THE TASK: Repeat, exactly as written, the lines of the records below from the first through the line with "distributed on an", but none past it.

(Saved entries)
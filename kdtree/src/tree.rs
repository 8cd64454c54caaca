/*
* Licensed to Elasticsearch B.V. under one or more contributor
* license agreements. See the NOTICE file distributed with
* this work for additional information regarding copyright
* ownership. Elasticsearch B.V. licenses this file to you under
* the Apache License, Version 2.0 (the "License"); you may
* not use this file except in compliance with the License.
* You may obtain a copy of the License at
*
*  http://www.apache.org/licenses/LICENSE-2.0
*
* Unless required by applicable law or agreed to in writing,
* software distributed under the License is distributed on an
* "AS IS" BASIS, WITHOUT WARRANTIES OR CONDITIONS OF ANY
* KIND, either express or implied.  See the License for the
* specific language governing permissions and limitations
* under the License.
*/

//! # The kd-tree
//!
//! A [`KdTree`] is built once by a [`crate::KdTreeBuilder`] and never changes afterwards. It owns every pattern
//! in an arena of terminal nodes, ordered so that each leaf bucket is a contiguous run of the arena, and a strict
//! ownership tree of split nodes on top.
//!
//! Both queries are the Friedman, Bentley and Finkel branch and bound search. The query walks down to the bucket
//! on its side of every split, then backs out, visiting the far side of a split only when the far region could
//! still hold something closer than the current worst candidate. All comparisons are on squared distances, the
//! square root is taken once per returned neighbour.
//!
//! Queries take `&self` and keep all of their state on the stack, so a tree can be shared between threads.

use crate::errors::{KdError, KdResult};
use crate::node::{KdNode, SearchContext};
use crate::pattern::{PatternRecord, TerminalNode};
use crate::query_tools::{CandidateHeap, KnnQueryHeap, RadiusBound, RadiusQueryHeap};
use log::trace;
use std::sync::atomic::{AtomicUsize, Ordering};

/// One result of a query. The payload is borrowed from the tree.
#[derive(Debug, PartialEq)]
pub struct Neighbour<'a, T> {
    /// Euclidean distance to the query
    pub distance: f64,
    /// Position of the pattern in the tree, see [`KdTree::pattern`]
    pub index: usize,
    /// The payload the pattern was added with
    pub payload: Option<&'a T>,
}

impl<'a, T> Clone for Neighbour<'a, T> {
    fn clone(&self) -> Self {
        Neighbour {
            distance: self.distance,
            index: self.index,
            payload: self.payload,
        }
    }
}

/// The immutable kd-tree.
#[derive(Debug)]
pub struct KdTree<T> {
    dim: usize,
    root: Option<KdNode>,
    nodes: Vec<TerminalNode<T>>,
    tested: AtomicUsize,
}

impl<T> KdTree<T> {
    pub(crate) fn new(dim: usize, root: Option<KdNode>, nodes: Vec<TerminalNode<T>>) -> KdTree<T> {
        KdTree {
            dim,
            root,
            nodes,
            tested: AtomicUsize::new(0),
        }
    }

    /// Number of patterns in the tree
    pub fn len(&self) -> usize {
        self.nodes.len()
    }

    /// True if the tree has no patterns
    pub fn is_empty(&self) -> bool {
        self.nodes.is_empty()
    }

    /// Dimensionality of the patterns
    pub fn dim(&self) -> usize {
        self.dim
    }

    /// The root node, `None` for an empty tree
    pub fn root(&self) -> Option<&KdNode> {
        self.root.as_ref()
    }

    /// The pattern at a position in the tree's arena. Neighbours carry this position in [`Neighbour::index`].
    ///
    /// Panics if the index is out of range.
    pub fn pattern(&self, index: usize) -> &PatternRecord<T> {
        self.nodes[index].pattern()
    }

    /// Iterates over every pattern in arena order
    pub fn patterns(&self) -> impl Iterator<Item = &PatternRecord<T>> {
        self.nodes.iter().map(|n| n.pattern())
    }

    /// Number of levels of the tree, 0 when empty
    pub fn depth(&self) -> usize {
        self.root.as_ref().map(|r| r.depth()).unwrap_or(0)
    }

    /// Number of leaf buckets
    pub fn bucket_count(&self) -> usize {
        self.root.as_ref().map(|r| r.bucket_count()).unwrap_or(0)
    }

    /// How many patterns had their distance computed by the most recently finished query. Lower means better
    /// pruning. Concurrent queries overwrite each other's count.
    pub fn tested_patterns_count(&self) -> usize {
        self.tested.load(Ordering::Relaxed)
    }

    /// # K Nearest Neighbours
    ///
    /// Returns the `k` patterns closest to the query, sorted by increasing distance. If several patterns tie
    /// with the `k`-th distance all of them are returned, so the result can be longer than `k`.
    ///
    /// Fails with `DimensionMismatch` if the query has the wrong length and with `InvalidArgument` if `k`
    /// exceeds the number of patterns in the tree.
    pub fn knn(&self, query: &[f64], k: usize) -> KdResult<Vec<Neighbour<T>>> {
        KdError::check_dim(self.dim, query.len())?;
        if k > self.len() {
            return Err(KdError::invalid_argument(format!(
                "asked for {} neighbours but the tree only holds {} patterns",
                k,
                self.len()
            )));
        }
        if k == 0 {
            self.tested.store(0, Ordering::Relaxed);
            return Ok(Vec::new());
        }
        Ok(self.search(query, KnnQueryHeap::new(k)))
    }

    /// Every pattern strictly closer than `max_distance` to the query, sorted by increasing distance.
    pub fn within_radius(&self, query: &[f64], max_distance: f64) -> KdResult<Vec<Neighbour<T>>> {
        self.within_radius_bounded(query, max_distance, RadiusBound::Exclusive)
    }

    /// Radius query with a choice of whether patterns at exactly `max_distance` are included.
    pub fn within_radius_bounded(
        &self,
        query: &[f64],
        max_distance: f64,
        bound: RadiusBound,
    ) -> KdResult<Vec<Neighbour<T>>> {
        KdError::check_dim(self.dim, query.len())?;
        Ok(self.search(query, RadiusQueryHeap::new(max_distance, bound)))
    }

    fn search<H: CandidateHeap>(&self, query: &[f64], heap: H) -> Vec<Neighbour<T>> {
        let mut ctx = SearchContext::new(query, &self.nodes, heap);
        if let Some(root) = &self.root {
            root.search(&mut ctx, true);
        }
        trace!(
            "Query tested {} of {} patterns",
            ctx.tested,
            self.nodes.len()
        );
        self.tested.store(ctx.tested, Ordering::Relaxed);
        ctx.heap
            .unpack()
            .iter()
            .map(|s| Neighbour {
                distance: s.sq_dist().sqrt(),
                index: s.index(),
                payload: self.nodes[s.index()].payload(),
            })
            .collect()
    }
}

ANSWER BELOW:
filename kdtree/src/tree.rs
repository 8cd64454c54caaca
/*
* Licensed to Elasticsearch B.V. under one or more contributor
* license agreements. See the NOTICE file distributed with
* this work for additional information regarding copyright
* ownership. Elasticsearch B.V. licenses this file to you under
* the Apache License, Version 2.0 (the "License"); you may
* not use this file except in compliance with the License.
* You may obtain a copy of the License at
*
*  http://www.apache.org/licenses/LICENSE-2.0
*
* Unless required by applicable law or agreed to in writing,
* software distributed under the License is distributed on an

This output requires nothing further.